Objective To compare the occurrence of chickenpox in children with cancer who received varicella immunoglobulin (VZIG) or aciclovir as postexposure prophylaxis (PEP). Design Prospective multicentre service evaluation of children with cancer who received either VZIG or aciclovir as PEP following significant exposure to varicella zoster virus (VZV) over a 24-month period from May 2018. Setting Data were collected from 9 UK Paediatric Oncology Primary Treatment Centres. Patients Children under 16 years old with a diagnosis of cancer and/or previous haematopoietic stem cell transplant who were VZV seronegative at exposure and/or diagnosis and received PEP following significant VZV exposure. Main outcome measures The primary outcome was the incidence of breakthrough varicella within 6 weeks of VZV exposure and treatment with PEP. Results A total of 105 eligible patients were registered with a median age of 4.9 years (range 1.1–10.5 years). Underlying diagnoses were acute leukaemia (64), solid tumours (22), Langerhans cell histiocytosis (9), central nervous system (CNS) tumours (8) and other (2).

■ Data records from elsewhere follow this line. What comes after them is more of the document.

//! Gemini REST client.
//!
//! Talks to the `generateContent` and `embedContent` endpoints of the
//! generative-language API. The API key travels as the `key` query
//! parameter.

use std::fmt;
use std::time::Duration;

use async_trait::async_trait;
use serde::{Deserialize, Serialize};
use sophia_config::GeminiConfig;
use sophia_core::enums::EmbeddingTask;

use crate::error::AiError;
use crate::http::check_response;
use crate::{Embedder, TextGenerator, prompts};

const USER_AGENT: &str = concat!("sophia/", env!("CARGO_PKG_VERSION"));

// ── Wire types ─────────────────────────────────────────────────────

#[derive(Serialize)]
struct Part<'a> {
    text: &'a str,
}

#[derive(Serialize)]
struct Content<'a> {
    parts: [Part<'a>; 1],
}

impl<'a> Content<'a> {
    const fn text(text: &'a str) -> Self {
        Self {
            parts: [Part { text }],
        }
    }
}

#[derive(Debug, Clone, Copy, PartialEq, Serialize)]
#[serde(rename_all = "camelCase")]
struct GenerationConfig {
    temperature: f32,
    top_p: f32,
    top_k: u32,
    max_output_tokens: u32,
}

#[derive(Serialize)]
#[serde(rename_all = "camelCase")]
struct GenerateRequest<'a> {
    contents: [Content<'a>; 1],
    #[serde(skip_serializing_if = "Option::is_none")]
    generation_config: Option<GenerationConfig>,
}

#[derive(Serialize)]
#[serde(rename_all = "camelCase")]
struct EmbedRequest<'a> {
    model: String,
    content: Content<'a>,
    task_type: EmbeddingTask,
}

#[derive(Debug, Deserialize)]
#[serde(rename_all = "camelCase")]
struct GenerateResponse {
    #[serde(default)]
    candidates: Vec<Candidate>,
    prompt_feedback: Option<PromptFeedback>,
}

#[derive(Debug, Deserialize)]
#[serde(rename_all = "camelCase")]
struct Candidate {
    content: Option<CandidateContent>,
    finish_reason: Option<String>,
}

#[derive(Debug, Deserialize)]
struct CandidateContent {
    #[serde(default)]
    parts: Vec<ResponsePart>,
}

#[derive(Debug, Deserialize)]
struct ResponsePart {
    text: Option<String>,
}

#[derive(Debug, Deserialize)]
#[serde(rename_all = "camelCase")]
struct PromptFeedback {
    block_reason: Option<String>,
}

#[derive(Debug, Deserialize)]
struct EmbedResponse {
    embedding: Option<EmbeddingValues>,
}

#[derive(Debug, Deserialize)]
struct EmbeddingValues {
    #[serde(default)]
    values: Vec<f32>,
}

impl GenerateResponse {
    /// Concatenated text of the first candidate.
    fn into_text(self) -> Result<String, AiError> {
        if let Some(reason) = self.prompt_feedback.and_then(|f| f.block_reason) {
            return Err(AiError::InvalidResponse(format!("prompt blocked: {reason}")));
        }
        let candidate = self
            .candidates
            .into_iter()
            .next()
            .ok_or_else(|| AiError::InvalidResponse("no candidates in response".to_string()))?;

        let text: String = candidate
            .content
            .map(|c| c.parts.into_iter().filter_map(|p| p.text).collect())
            .unwrap_or_default();

        if text.trim().is_empty() {
            let reason = candidate.finish_reason.unwrap_or_else(|| "UNKNOWN".to_string());
            return Err(AiError::InvalidResponse(format!(
                "candidate has no text (finish reason: {reason})"
            )));
        }
        Ok(text)
    }
}

// ── Client ─────────────────────────────────────────────────────────

/// HTTP client for the Gemini generative-language API.
pub struct GeminiClient {
    http: reqwest::Client,
    api_key: String,
    base_url: String,
    generation_model: String,
    embedding_model: String,
    generation: GenerationConfig,
}

impl fmt::Debug for GeminiClient {
    fn fmt(&self, f: &mut fmt::Formatter<'_>) -> fmt::Result {
        f.debug_struct("GeminiClient")
            .field("base_url", &self.base_url)
            .field("generation_model", &self.generation_model)
            .field("embedding_model", &self.embedding_model)
            .field("api_key", &"<redacted>")
            .finish_non_exhaustive()
    }
}

impl GeminiClient {
    /// Build a client from configuration.
    ///
    /// # Errors
    ///
    /// Returns [`AiError::NotConfigured`] when no API key is set, or
    /// [`AiError::Http`] if the underlying `reqwest::Client` fails to build.
    pub fn new(config: &GeminiConfig) -> Result<Self, AiError> {
        if !config.is_configured() {
            return Err(AiError::NotConfigured);
        }
        let http = reqwest::Client::builder()
            .user_agent(USER_AGENT)
            .timeout(Duration::from_secs(config.timeout_secs))
            .build()?;

        Ok(Self {
            http,
            api_key: config.api_key.clone(),
            base_url: config.base_url.trim_end_matches('/').to_string(),
            generation_model: config.generation_model.clone(),
            embedding_model: config.embedding_model.clone(),
            generation: GenerationConfig {
                temperature: config.temperature,
                top_p: config.top_p,
                top_k: config.top_k,
                max_output_tokens: config.max_output_tokens,
            },
        })
    }

    fn endpoint(&self, model: &str, method: &str) -> String {
        format!(
            "{}/models/{model}:{method}?key={}",
            self.base_url,
            urlencoding::encode(&self.api_key)
        )
    }

    async fn generate(
        &self,
        prompt: &str,
        generation_config: Option<GenerationConfig>,
    ) -> Result<String, AiError> {
        tracing::debug!(model = %self.generation_model, "gemini generateContent");
        let body = GenerateRequest {
            contents: [Content::text(prompt)],
            generation_config,
        };
        let resp = self
            .http
            .post(self.endpoint(&self.generation_model, "generateContent"))
            .json(&body)
            .send()
            .await?;
        let data: GenerateResponse = check_response(resp).await?.json().await?;
        data.into_text()
    }
}

#[async_trait]
impl TextGenerator for GeminiClient {
    async fn generate_code(&self, prompt: &str) -> Result<String, AiError> {
        let text = self
            .generate(&prompts::code_generation(prompt), Some(self.generation))
            .await?;
        Ok(prompts::strip_code_fence(&text))
    }

    async fn explain_code(&self, code: &str) -> Result<String, AiError> {
        let text = self.generate(&prompts::code_explanation(code), None).await?;
        Ok(text.trim().to_string())
    }

    async fn suggest_tags(&self, code: &str) -> Result<Vec<String>, AiError> {
        let text = self.generate(&prompts::tag_suggestion(code), None).await?;
        let tags = prompts::parse_tags(&text);
        if tags.is_empty() {
            return Err(AiError::InvalidResponse("no tags in response".to_string()));
        }
        Ok(tags)
    }
}

#[async_trait]
impl Embedder for GeminiClient {
    fn model(&self) -> &str {
        &self.embedding_model
    }

    async fn embed(&self, text: &str, task: EmbeddingTask) -> Result<Vec<f32>, AiError> {
        tracing::debug!(model = %self.embedding_model, %task, "gemini embedContent");
        let body = EmbedRequest {
            model: format!("models/{}", self.embedding_model),
            content: Content::text(text),
            task_type: task,
        };
        let resp = self
            .http
            .post(self.endpoint(&self.embedding_model, "embedContent"))
            .json(&body)
            .send()
            .await?;
        let data: EmbedResponse = check_response(resp).await?.json().await?;
        let values = data.embedding.map(|e| e.values).unwrap_or_default();
        if values.is_empty() {
            return Err(AiError::InvalidResponse(
                "no embedding values in response".to_string(),
            ));
        }
        Ok(values)
    }
}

Aciclovir was received by 86 patients (81.9%), 18 received VZIG (17.1%) and 1 valaciclovir (0.9%). There were seven reported break-through VZV infections in 103 patients at follow-up (7/103, 6.8%). Clinical VZV developed in 5/84 of the aciclovir group (6.0%, 95% CI 2.0 to 13.3) and 2/18 of VZIG group (11.1%, 95% CI 1.4 to 34.7). All breakthrough infections were either mild (5/7) or moderate (2/7) in severity. Conclusion Aciclovir is a safe and effective alternative to VZIG as VZV PEP in children with cancer and should be considered as standard of care. This UK based multi-centre service evaluation compared oral aciclovir with varicella immunoglobulin in children with cancer. It demonstrated non-inferiority in terms of safety and efficacy. Thus adding to the body of evidence confirming that aciclovir can be considered as standard of care in this patient group.